Uma em cada 12 pessoas no mundo pode ter hepatite B ou C, sem saber. Não há sintomas e o vírus não é detectado em exames de rotina. Tem certeza que você não tem? Faça o exame, é gratuito.

terça-feira, 22 de dezembro de 2015

Bate-papo sobre hepatite C: a importância da mídia na prevenção

Tive a honra de participar como palestrante do 10º Congresso de HIV/Aids 3º Congresso de Hepatites Virais, em João Pessoa/PB.

Participei da mesa sobre a importância da mídia na prevenção das hepatites virais, em 20 de novembro de 2015. Minha fala foi: "Como falar sobre prevenção às Hepatites Virais". Em seguida, Salete Barbosa, do Departamento de DST, Aids e Hepatites Virais, falou sobre a campanha de hepatites de 2015. Ao final deste post, faço um resumo para vocês do que foi falado.  




Antes disso, quero compartilhar meu sentimento em relação ao evento: foi fantástico!

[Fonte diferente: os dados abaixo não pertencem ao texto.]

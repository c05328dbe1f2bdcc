use warp::{http::StatusCode, reject::Rejection, Filter, Reply};

use crate::{
    actions::ingredients::{create_ingredient, get_ingredient, list_ingredients},
    error::HtmlError,
    filters::{IngredientFilter, QueryPairs},
    form::{IngredientForm, ValidateForm},
    get_or_fetch, invalidate,
    jwt::SessionData,
    middleware::with_session,
    permissions::ActionType,
    schema::Id,
    state::{with_state, AppState},
    CacheKeyType, CacheLifetime,
};

use super::api::{json_body, reply_json, with_query};

pub fn routes(state: AppState) -> impl Filter<Extract = impl Reply, Error = Rejection> + Clone {
    let list = warp::path!("ingredients")
        .and(warp::get())
        .and(with_query())
        .and(with_state(state.clone()))
        .and_then(handle_list);

    let detail = warp::path!("ingredients" / Id)
        .and(warp::get())
        .and(with_state(state.clone()))
        .and_then(handle_detail);

    let create = warp::path!("ingredients")
        .and(warp::post())
        .and(with_session(state.clone()))
        .and(json_body())
        .and(with_state(state))
        .and_then(handle_create);

    list.or(detail).or(create)
}

/// Only the unfiltered list is cached; prefix searches go to the database.
async fn handle_list(query: QueryPairs, state: AppState) -> Result<impl Reply, Rejection> {
    let filter = IngredientFilter::from_query(&query);
    let pool = &state.pool;

    let ingredients = match filter.name {
        Some(_) => list_ingredients(pool, &filter).await?,
        None => {
            get_or_fetch(
                CacheKeyType::IngredientList.new("all"),
                state.cache.clone(),
                || list_ingredients(pool, &filter),
            )
            .await?
        }
    };

    Ok(reply_json(&ingredients, StatusCode::OK))
}

async fn handle_detail(id: Id, state: AppState) -> Result<impl Reply, Rejection> {
    let ingredient = get_ingredient(&state.pool, id)
        .await?
        .ok_or_else(|| HtmlError::NotFound.default())?;

    Ok(reply_json(&ingredient, StatusCode::OK))
}

async fn handle_create(
    session: SessionData,
    form: IngredientForm,
    state: AppState,
) -> Result<impl Reply, Rejection> {
    session.authenticate(ActionType::ManageIngredients)?;
    let form = form.validated()?;

    let ingredient = create_ingredient(&state.pool, &form).await?;
    invalidate(CacheLifetime::BindIngredientCache, state.cache.clone()).await;
    log::info!(
        "User {} created ingredient {} ({})",
        session.user_id,
        ingredient.id,
        ingredient.name
    );

    Ok(reply_json(&ingredient, StatusCode::CREATED))
}
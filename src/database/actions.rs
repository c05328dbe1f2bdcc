pub mod ingredients;
pub mod lists;
pub mod recipes;
pub mod shopping_list;
pub mod subscriptions;
pub mod tags;
pub mod users;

Imagine uma super estrutura com palestrantes muito gabaritados, compartilhando informações atualizadíssimas. Se eu tivesse que resumi-lo em três palavras, eu diria: esperança, gratidão e diversidade.      

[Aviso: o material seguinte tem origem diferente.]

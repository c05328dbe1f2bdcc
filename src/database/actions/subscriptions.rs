use std::collections::HashMap;

use sqlx::{Pool, Postgres};

use crate::{
    actions::users::user_exists,
    error::{is_foreign_key_violation, Error, HtmlError, QueryError},
    media::MediaStorage,
    pagination::PageRequest,
    schema::{AuthoredRecipe, Id, ShortRecipe, SubscriptionRow, UserSubscription},
};

const SUBSCRIPTION_COLUMNS: &str = "
    u.email, u.id, u.username, u.first_name, u.last_name, TRUE AS is_subscribed,
    (SELECT COUNT(*) FROM recipes r WHERE r.author_id = u.id) AS recipes_count,
    COUNT(*) OVER() AS count";

fn reject_self(subscriber: Id, target: Id) -> Result<(), Error> {
    if subscriber == target {
        return Err(HtmlError::InvalidRequest.new("You cannot subscribe to yourself."));
    }
    Ok(())
}

pub async fn subscribe(
    pool: &Pool<Postgres>,
    media: &MediaStorage,
    subscriber: Id,
    target: Id,
    recipes_limit: Option<usize>,
) -> Result<UserSubscription, Error> {
    reject_self(subscriber, target)?;
    if !user_exists(pool, target).await? {
        return Err(HtmlError::NotFound.default());
    }

    let result = sqlx::query(
        "INSERT INTO subscriptions (subscriber_id, subscribed_to_id) VALUES ($1, $2) ON CONFLICT DO NOTHING",
    )
    .bind(subscriber)
    .bind(target)
    .execute(pool)
    .await
    .map_err(|e| match is_foreign_key_violation(&e) {
        true => HtmlError::NotFound.default(),
        false => QueryError::from(e).into(),
    })?;

    if result.rows_affected() == 0 {
        return Err(HtmlError::InvalidRequest.new("You are already subscribed to this user."));
    }

    let row: SubscriptionRow = sqlx::query_as(&format!(
        "SELECT {SUBSCRIPTION_COLUMNS} FROM users u WHERE u.id = $1"
    ))
    .bind(target)
    .fetch_one(pool)
    .await
    .map_err(QueryError::from)?;

    let mut subscriptions = load_subscriptions(pool, media, vec![row], recipes_limit).await?;
    subscriptions
        .pop()
        .ok_or_else(|| HtmlError::InternalServerError.new("Subscription vanished"))
}

pub async fn unsubscribe(pool: &Pool<Postgres>, subscriber: Id, target: Id) -> Result<(), Error> {
    reject_self(subscriber, target)?;
    if !user_exists(pool, target).await? {
        return Err(HtmlError::NotFound.default());
    }

    let result =
        sqlx::query("DELETE FROM subscriptions WHERE subscriber_id = $1 AND subscribed_to_id = $2")
            .bind(subscriber)
            .bind(target)
            .execute(pool)
            .await
            .map_err(QueryError::from)?;

    if result.rows_affected() == 0 {
        return Err(HtmlError::InvalidRequest.new("You are not subscribed to this user."));
    }

    Ok(())
}

/// Followed users, most recent subscription first.
pub async fn fetch_subscriptions(
    pool: &Pool<Postgres>,
    media: &MediaStorage,
    subscriber: Id,
    page: PageRequest,
    recipes_limit: Option<usize>,
) -> Result<(Vec<UserSubscription>, i64), Error> {
    let rows: Vec<SubscriptionRow> = sqlx::query_as(&format!(
        "
        SELECT {SUBSCRIPTION_COLUMNS}
        FROM subscriptions s
        INNER JOIN users u ON u.id = s.subscribed_to_id
        WHERE s.subscriber_id = $1
        ORDER BY s.created_at DESC, s.id DESC
        LIMIT $2 OFFSET $3
    "
    ))
    .bind(subscriber)
    .bind(page.limit)
    .bind(page.offset())
    .fetch_all(pool)
    .await
    .map_err(QueryError::from)?;

    page.check_rows(rows.len())?;
    let total_count = rows.first().map(|row| row.count).unwrap_or(0);
    let subscriptions = load_subscriptions(pool, media, rows, recipes_limit).await?;

    Ok((subscriptions, total_count))
}

async fn load_subscriptions(
    pool: &Pool<Postgres>,
    media: &MediaStorage,
    rows: Vec<SubscriptionRow>,
    recipes_limit: Option<usize>,
) -> Result<Vec<UserSubscription>, Error> {
    let author_ids: Vec<Id> = rows.iter().map(|row| row.profile.id).collect();
    let recipes: Vec<AuthoredRecipe> = sqlx::query_as(
        "
        SELECT r.author_id, r.id, r.name, r.image, r.cooking_time
        FROM recipes r
        WHERE r.author_id = ANY($1)
        ORDER BY r.pub_date DESC, r.id DESC
    ",
    )
    .bind(&author_ids)
    .fetch_all(pool)
    .await
    .map_err(QueryError::from)?;

    let mut recipe_map: HashMap<Id, Vec<ShortRecipe>> = HashMap::new();
    for AuthoredRecipe { author_id, recipe } in recipes {
        let list = recipe_map.entry(author_id).or_default();
        if recipes_limit.map_or(true, |limit| list.len() < limit) {
            list.push(ShortRecipe {
                image: media.resolve(recipe.image),
                ..recipe
            });
        }
    }

    Ok(rows
        .into_iter()
        .map(|row| UserSubscription {
            recipes: recipe_map.remove(&row.profile.id).unwrap_or_default(),
            recipes_count: row.recipes_count,
            profile: row.profile,
        })
        .collect())
}

#[cfg(test)]
mod tests {
    use super::*;
    use warp::http::StatusCode;

    #[test]
    fn self_subscription_is_rejected() {
        let error = reject_self(3, 3).unwrap_err();
        assert_eq!(error.code, StatusCode::BAD_REQUEST);
        assert!(reject_self(3, 4).is_ok());
    }
}
mod database {
    pub mod actions;
    pub mod error;
    pub mod filters;
    pub mod form;
    pub mod media;
    pub mod pagination;
    pub mod schema;
}
mod authentication {
    pub mod cryptography;
    pub mod jwt;
    pub mod middleware;
    pub mod permissions;
}
pub mod config;
mod constants;
pub mod routes {
    pub mod api;
    pub mod auth;
    pub mod ingredients;
    pub mod recipes;
    pub mod tags;
    pub mod users;
}
pub mod state;

mod cache {
    pub mod cache;
}

pub use authentication::*;
pub use cache::cache::*;
pub use constants::*;
pub use database::*;
pub use routes::api::routes;

pub static MIGRATOR: sqlx::migrate::Migrator = sqlx::migrate!("./migrations");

Esperança - enquanto eu ouvia sobre os resultados dos novos medicamentos e sobre a perspectiva para os próximos anos (mais de 50 remédios em fases avançadas de pesquisa), meus olhos se encheram de lágrima. Nunca nas hepatites vivemos um momento de tanta esperança. Queria que vocês tivessem a certeza que eu tenho após tudo o que tenho lido e ouvido: num curto espaço de tempo, a hepatite C estará apenas na História.  

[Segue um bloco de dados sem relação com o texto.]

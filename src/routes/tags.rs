use warp::{http::StatusCode, reject::Rejection, Filter, Reply};

use crate::{
    actions::tags::{create_tag, get_tag, list_tags},
    error::HtmlError,
    form::{TagForm, ValidateForm},
    get_or_fetch, invalidate,
    jwt::SessionData,
    middleware::with_session,
    permissions::ActionType,
    schema::Id,
    state::{with_state, AppState},
    CacheKeyType, CacheLifetime,
};

use super::api::{json_body, reply_json};

pub fn routes(state: AppState) -> impl Filter<Extract = impl Reply, Error = Rejection> + Clone {
    let list = warp::path!("tags")
        .and(warp::get())
        .and(with_state(state.clone()))
        .and_then(handle_list);

    let detail = warp::path!("tags" / Id)
        .and(warp::get())
        .and(with_state(state.clone()))
        .and_then(handle_detail);

    let create = warp::path!("tags")
        .and(warp::post())
        .and(with_session(state.clone()))
        .and(json_body())
        .and(with_state(state))
        .and_then(handle_create);

    list.or(detail).or(create)
}

async fn handle_list(state: AppState) -> Result<impl Reply, Rejection> {
    let pool = &state.pool;
    let tags = get_or_fetch(CacheKeyType::TagList.new("all"), state.cache.clone(), || {
        list_tags(pool)
    })
    .await?;

    Ok(reply_json(&tags, StatusCode::OK))
}

async fn handle_detail(id: Id, state: AppState) -> Result<impl Reply, Rejection> {
    let tag = get_tag(&state.pool, id)
        .await?
        .ok_or_else(|| HtmlError::NotFound.default())?;

    Ok(reply_json(&tag, StatusCode::OK))
}

async fn handle_create(
    session: SessionData,
    form: TagForm,
    state: AppState,
) -> Result<impl Reply, Rejection> {
    session.authenticate(ActionType::ManageTags)?;
    let form = form.validated()?;

    let tag = create_tag(&state.pool, &form).await?;
    invalidate(CacheLifetime::BindTagCache, state.cache.clone()).await;
    log::info!("User {} created tag {} ({})", session.user_id, tag.id, tag.slug);

    Ok(reply_json(&tag, StatusCode::CREATED))
}
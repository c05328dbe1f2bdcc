use sqlx::{Pool, Postgres, QueryBuilder};

use crate::{
    constants::IMPORT_BATCH_SIZE,
    error::{Error, QueryError},
    filters::IngredientFilter,
    form::IngredientForm,
    schema::{Id, Ingredient},
};

pub async fn list_ingredients(
    pool: &Pool<Postgres>,
    filter: &IngredientFilter,
) -> Result<Vec<Ingredient>, Error> {
    let rows: Vec<Ingredient> = match filter.like_pattern() {
        Some(pattern) => sqlx::query_as(
            "SELECT * FROM ingredients WHERE name LIKE $1 ESCAPE '\\' ORDER BY name, id",
        )
        .bind(pattern)
        .fetch_all(pool)
        .await
        .map_err(QueryError::from)?,
        None => sqlx::query_as("SELECT * FROM ingredients ORDER BY name, id")
            .fetch_all(pool)
            .await
            .map_err(QueryError::from)?,
    };

    Ok(rows)
}

pub async fn get_ingredient(pool: &Pool<Postgres>, id: Id) -> Result<Option<Ingredient>, Error> {
    let row: Option<Ingredient> = sqlx::query_as("SELECT * FROM ingredients WHERE id = $1")
        .bind(id)
        .fetch_optional(pool)
        .await
        .map_err(QueryError::from)?;

    Ok(row)
}

/// Ids among `ids` that name no ingredient.
pub async fn missing_ingredients(pool: &Pool<Postgres>, ids: &[Id]) -> Result<Vec<Id>, Error> {
    let found: Vec<(Id,)> = sqlx::query_as("SELECT id FROM ingredients WHERE id = ANY($1)")
        .bind(ids)
        .fetch_all(pool)
        .await
        .map_err(QueryError::from)?;

    Ok(ids
        .iter()
        .copied()
        .filter(|id| !found.iter().any(|(found,)| found == id))
        .collect())
}

pub async fn create_ingredient(
    pool: &Pool<Postgres>,
    form: &IngredientForm,
) -> Result<Ingredient, Error> {
    let row: Ingredient = sqlx::query_as(
        "INSERT INTO ingredients (name, measurement_unit) VALUES ($1, $2) RETURNING *",
    )
    .bind(form.name.trim())
    .bind(form.measurement_unit.trim())
    .fetch_one(pool)
    .await
    .map_err(QueryError::from)?;

    Ok(row)
}

/// Inserts every entry in one transaction, in batches. Returns the number of rows written.
pub async fn import_ingredients(
    pool: &Pool<Postgres>,
    entries: &[IngredientForm],
) -> Result<u64, Error> {
    let mut tx = pool.begin().await.map_err(QueryError::from)?;
    let mut inserted = 0;

    for batch in entries.chunks(IMPORT_BATCH_SIZE) {
        let mut builder: QueryBuilder<Postgres> =
            QueryBuilder::new("INSERT INTO ingredients (name, measurement_unit) ");
        builder.push_values(batch, |mut row, entry| {
            row.push_bind(entry.name.trim())
                .push_bind(entry.measurement_unit.trim());
        });

        let result = builder
            .build()
            .execute(&mut *tx)
            .await
            .map_err(QueryError::from)?;
        inserted += result.rows_affected();
        log::trace!("> Imported batch of {}", batch.len());
    }

    tx.commit().await.map_err(QueryError::from)?;
    Ok(inserted)
}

Gratidão - por todas as pessoas que trabalharam e trabalham para isso ser possível. Gratidão também ao Governo Brasileiro, que virou referência no tratamento das hepatites virais no mundo [e pensar que há alguns anos só tínhamos críticas ao Programa de Hepatites, hein? Felizmente o cenário mudou e a prova é justamente o espaço que as hepatites tiveram neste Congresso de 2015]. Muito profissionalismo dos técnicos e vontade política de quem manda para que os novos medicamentos fossem disponibilizados pelo SUS, além de todas as outras ações realizadas. Gratidão também ao pessoal do Departamento de DST, Aids e Hepatites Virais e da Secretaria de Saúde do GDF. Foi um longo e árduo caminho até aqui. Ainda temos muito a percorrer, mas estou feliz que, finalmente, estejamos num momento tão favorável aos portadores de hepatite C no Brasil. [Se você bate panela e se irritou por ler isso, sinto muito. Este é um blog de opinião e essa é a MINHA opinião].


Diversidade - porque o Congresso trouxe participantes de todos os cantos do País, tivemos shows culturais diversos na Vila Social - como o que trazia pessoas caracterizadas como os orixás do Candomblé - e uma enorme quantidade de  pessoas com quem não convivo muito, como homens usando salto alto (tão alto que eu não conseguiria me equilibrar em cima dele) e transformistas encerrando o evento - eu nunca tinha visto antes; elas são completamente divas!!
Olha o salto desse moço!!

Apresentação na Vila Social

A Vila Social

Uma das divas que se apresentou no Encerramento


E, claro, é sempre muito bom reencontrar os amigos e conhecer novas pessoas.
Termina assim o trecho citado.